- Task to carry out
Each line containing the string "mediator" should be copied out of the entries.

--- Provided records ---

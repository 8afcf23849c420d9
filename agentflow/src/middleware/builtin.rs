//! Built-in middleware.

use super::Middleware;
use crate::agents::Agent;
use crate::context::Context;
use crate::errors::AgentflowError;
use async_trait::async_trait;
use chrono::Utc;
use serde_json::{Map, Value};
use tracing::{debug, info, warn};

/// Logs each dispatch through `tracing`.
#[derive(Debug, Clone)]
pub struct LoggingMiddleware {
    priority: i32,
}

impl LoggingMiddleware {
    /// Creates logging middleware that wraps everything else.
    #[must_use]
    pub fn new() -> Self {
        Self { priority: 1000 }
    }

    /// Sets the priority.
    #[must_use]
    pub fn with_priority(mut self, priority: i32) -> Self {
        self.priority = priority;
        self
    }
}

impl Default for LoggingMiddleware {
    fn default() -> Self {
        Self::new()
    }
}

#[async_trait]
impl Middleware for LoggingMiddleware {
    fn name(&self) -> &str {
        "logging"
    }

    fn priority(&self) -> i32 {
        self.priority
    }

    async fn before(&self, ctx: Context, agent: &dyn Agent) -> Context {
        info!(
            agent = %agent.name(),
            correlation_id = %ctx.correlation_id(),
            "Agent starting"
        );
        ctx
    }

    async fn after(&self, input: &Context, agent: &dyn Agent, result: Context) -> Context {
        let new_errors = result.error_count().saturating_sub(input.error_count());
        info!(
            agent = %agent.name(),
            correlation_id = %result.correlation_id(),
            new_errors,
            "Agent finished"
        );
        result
    }

    async fn on_error(
        &self,
        ctx: &Context,
        agent: &dyn Agent,
        error: &AgentflowError,
    ) -> Option<Context> {
        warn!(
            agent = %agent.name(),
            correlation_id = %ctx.correlation_id(),
            error = %error,
            "Agent raised"
        );
        None
    }
}

/// Metadata key holding per-agent timings.
pub const TIMINGS_KEY: &str = "timings";

/// Metadata key holding the dispatch start, in epoch microseconds.
///
/// Present only between the before and after hooks. When the agent raises,
/// the error handlers see the context that still carries it.
pub const TIMING_STARTED_KEY: &str = "timing_started_at_us";

/// Records each agent's wall time, in milliseconds, under `timings.<agent>`.
///
/// Holds no per-dispatch state; the start stamp travels in the context, so
/// concurrent dispatches of the same agent never share an entry.
#[derive(Debug, Clone, Copy, Default)]
pub struct TimingMiddleware;

impl TimingMiddleware {
    /// Creates timing middleware.
    #[must_use]
    pub fn new() -> Self {
        Self
    }
}

#[async_trait]
impl Middleware for TimingMiddleware {
    fn name(&self) -> &str {
        "timing"
    }

    fn priority(&self) -> i32 {
        900
    }

    async fn before(&self, ctx: Context, _agent: &dyn Agent) -> Context {
        ctx.with_metadata(TIMING_STARTED_KEY, Utc::now().timestamp_micros())
    }

    #[allow(clippy::cast_precision_loss)]
    async fn after(&self, input: &Context, agent: &dyn Agent, result: Context) -> Context {
        let result = result.without_metadata(TIMING_STARTED_KEY);
        let Some(started) = input.get_metadata(TIMING_STARTED_KEY).and_then(Value::as_i64) else {
            return result;
        };
        let elapsed = (Utc::now().timestamp_micros() - started).max(0) as f64 / 1000.0;
        let mut timings = result
            .get_metadata(TIMINGS_KEY)
            .and_then(Value::as_object)
            .cloned()
            .unwrap_or_else(Map::new);
        timings.insert(agent.name().to_string(), Value::from(elapsed));
        result.with_metadata(TIMINGS_KEY, Value::Object(timings))
    }
}

/// Metadata key holding the payload size after the agent ran.
pub const PAYLOAD_SIZE_KEY: &str = "payload_size";

/// Warns when payloads grow large and records their size.
#[derive(Debug, Clone)]
pub struct ContextSizeMiddleware {
    max_size_bytes: usize,
    warning_threshold: f64,
}

impl ContextSizeMiddleware {
    /// Creates size middleware warning above `warning_threshold * max_size_bytes`.
    #[must_use]
    pub fn new(max_size_bytes: usize, warning_threshold: f64) -> Self {
        Self {
            max_size_bytes,
            warning_threshold: warning_threshold.clamp(0.0, 1.0),
        }
    }

    #[allow(clippy::cast_precision_loss, clippy::cast_possible_truncation, clippy::cast_sign_loss)]
    fn threshold(&self) -> usize {
        (self.max_size_bytes as f64 * self.warning_threshold) as usize
    }

    fn check(&self, agent: &dyn Agent, size: usize, phase: &str) {
        if size > self.max_size_bytes {
            warn!(
                agent = %agent.name(),
                phase,
                size_bytes = size,
                max_bytes = self.max_size_bytes,
                "Payload size exceeds maximum"
            );
        } else if size > self.threshold() {
            debug!(
                agent = %agent.name(),
                phase,
                size_bytes = size,
                threshold_bytes = self.threshold(),
                "Payload size approaching maximum"
            );
        }
    }
}

impl Default for ContextSizeMiddleware {
    fn default() -> Self {
        Self::new(1024 * 1024, 0.8)
    }
}

#[async_trait]
impl Middleware for ContextSizeMiddleware {
    fn name(&self) -> &str {
        "context_size"
    }

    fn priority(&self) -> i32 {
        -40
    }

    async fn before(&self, ctx: Context, agent: &dyn Agent) -> Context {
        self.check(agent, ctx.payload_size(), "before");
        ctx
    }

    async fn after(&self, _input: &Context, agent: &dyn Agent, result: Context) -> Context {
        let size = result.payload_size();
        self.check(agent, size, "after");
        result.with_metadata(PAYLOAD_SIZE_KEY, size)
    }
}

/// Adds a fixed tag to every result.
#[derive(Debug, Clone)]
pub struct TagMiddleware {
    name: String,
    tag: String,
}

impl TagMiddleware {
    /// Creates middleware named `tag:<tag>`.
    pub fn new(tag: impl Into<String>) -> Self {
        let tag = tag.into();
        Self {
            name: format!("tag:{tag}"),
            tag,
        }
    }
}

#[async_trait]
impl Middleware for TagMiddleware {
    fn name(&self) -> &str {
        &self.name
    }

    async fn after(&self, _input: &Context, _agent: &dyn Agent, result: Context) -> Context {
        result.with_tag(self.tag.clone())
    }
}

#[cfg(test)]
mod tests {
    use super::*;
    use crate::agents::{AgentRef, NoOpAgent};
    use crate::mediator::Mediator;
    use crate::testing::{FailingAgent, MockAgent, RecordingMiddleware};
    use serde_json::json;
    use std::time::Duration;

    #[tokio::test]
    async fn test_timing_records_per_agent() {
        let timing = TimingMiddleware::new();
        let agent = NoOpAgent::new("idle");
        let input = Context::new(1).with_metadata(TIMINGS_KEY, json!({"earlier": 1.0}));

        let ctx = timing.before(input.clone(), &agent).await;
        let result = timing.after(&input, &agent, ctx).await;

        let timings = result.get_metadata(TIMINGS_KEY).unwrap();
        assert!(timings.get("idle").and_then(Value::as_f64).is_some());
        assert_eq!(timings.get("earlier"), Some(&json!(1.0)));
        assert!(!result.has_metadata(TIMING_STARTED_KEY));
    }

    #[tokio::test]
    async fn test_timing_after_reads_the_prepared_context() {
        let timing = TimingMiddleware::new();
        let agent = NoOpAgent::new("idle");

        let prepared = timing.before(Context::new(1), &agent).await;
        assert!(prepared.has_metadata(TIMING_STARTED_KEY));

        // The agent output dropped the stamp; timing still comes from the input.
        let output = prepared.without_metadata(TIMING_STARTED_KEY);
        let result = timing.after(&prepared, &agent, output).await;
        assert!(result.get_metadata(TIMINGS_KEY).and_then(|t| t.get("idle")).is_some());

        let unstamped = timing.after(&Context::new(1), &agent, Context::new(1)).await;
        assert!(!unstamped.has_metadata(TIMINGS_KEY));
    }

    #[tokio::test]
    async fn test_timing_survives_recovered_failure() {
        let log = RecordingMiddleware::shared_log();
        let mediator = Mediator::new();
        mediator.add_middleware(RecordingMiddleware::new("rescue", 2000, log.clone()).recovering());
        mediator.add_middleware(TimingMiddleware::new());

        let recovered = mediator
            .dispatch(Context::new(1), AgentRef::instance(FailingAgent::raising("boom", "exploded")))
            .await
            .unwrap();
        assert!(!recovered.has_errors());
        assert!(!recovered.has_metadata(TIMINGS_KEY));

        let result = mediator
            .dispatch(recovered, AgentRef::instance(NoOpAgent::new("idle")))
            .await
            .unwrap();
        let timings = result.get_metadata(TIMINGS_KEY).unwrap();
        assert!(timings.get("idle").and_then(Value::as_f64).is_some());
        assert!(!result.has_metadata(TIMING_STARTED_KEY));
    }

    #[tokio::test]
    async fn test_timing_keeps_concurrent_dispatches_apart() {
        let mediator = Mediator::new();
        mediator.add_middleware(TimingMiddleware::new());
        let slow = AgentRef::instance(
            MockAgent::new("lookup", "slow").with_delay(Duration::from_millis(40)),
        );
        let fast = AgentRef::instance(MockAgent::new("lookup", "fast"));
        let ctx = Context::new(1);

        let (slow, fast) = tokio::join!(
            mediator.dispatch(ctx.clone(), slow),
            mediator.dispatch(ctx.clone(), fast)
        );
        let elapsed = |ctx: &Context| {
            ctx.get_metadata(TIMINGS_KEY)
                .and_then(|t| t.get("lookup"))
                .and_then(Value::as_f64)
                .unwrap()
        };

        let (slow, fast) = (slow.unwrap(), fast.unwrap());
        assert!(elapsed(&slow) >= 30.0);
        assert!(elapsed(&fast) < elapsed(&slow));
    }

    #[tokio::test]
    async fn test_context_size_records_size() {
        let middleware = ContextSizeMiddleware::new(4, 0.5);
        let agent = NoOpAgent::new("idle");
        let input = Context::new("a long payload");

        let result = middleware.after(&input, &agent, input.clone()).await;
        assert_eq!(
            result.get_metadata(PAYLOAD_SIZE_KEY),
            Some(&json!(input.payload_size()))
        );
    }

    #[tokio::test]
    async fn test_tag_middleware() {
        let middleware = TagMiddleware::new("audited");
        let agent = NoOpAgent::new("idle");
        let input = Context::new(1);

        let result = middleware.after(&input, &agent, input.clone()).await;
        assert!(result.has_tag("audited"));
        assert_eq!(middleware.name(), "tag:audited");
    }

    #[tokio::test]
    async fn test_logging_never_handles_errors() {
        let agent = NoOpAgent::new("idle");
        let err = AgentflowError::execution("idle", "boom");
        assert!(LoggingMiddleware::new()
            .on_error(&Context::new(1), &agent, &err)
            .await
            .is_none());
    }
}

---

- Solution to the exercise
    use crate::mediator::Mediator;
        let mediator = Mediator::new();
        mediator.add_middleware(RecordingMiddleware::new("rescue", 2000, log.clone()).recovering());
        mediator.add_middleware(TimingMiddleware::new());
        let recovered = mediator
        let result = mediator
        let mediator = Mediator::new();
        mediator.add_middleware(TimingMiddleware::new());
            mediator.dispatch(ctx.clone(), slow),
            mediator.dispatch(ctx.clone(), fast)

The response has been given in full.